▶ REQUIRED WORK: Transcribe every entry word for word.

*** DATA SECTION ***

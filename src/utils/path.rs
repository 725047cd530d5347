//! Path utilities: expand ~ in user supplied paths.

use std::path::PathBuf;

pub fn expand_tilde(path: &str) -> PathBuf {
    if path.starts_with("~/")
        && let Some(home) = dirs::home_dir()
    {
        return home.join(path.trim_start_matches("~/"));
    }
    PathBuf::from(path)
}
pub mod colors;
pub mod date;
pub mod formatting;
pub mod path;

pub use formatting::format_duration;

*** End of DATA SECTION ***

▶ OUTPUT OF THE EXERCISE:
filename src/utils/path.rs
repository 725047cd530d5347
//! Path utilities: expand ~ in user supplied paths.

use std::path::PathBuf;

pub fn expand_tilde(path: &str) -> PathBuf {
    if path.starts_with("~/")
        && let Some(home) = dirs::home_dir()
    {
        return home.join(path.trim_start_matches("~/"));
    }
    PathBuf::from(path)
}
pub mod colors;
pub mod date;
pub mod formatting;
pub mod path;

pub use formatting::format_duration;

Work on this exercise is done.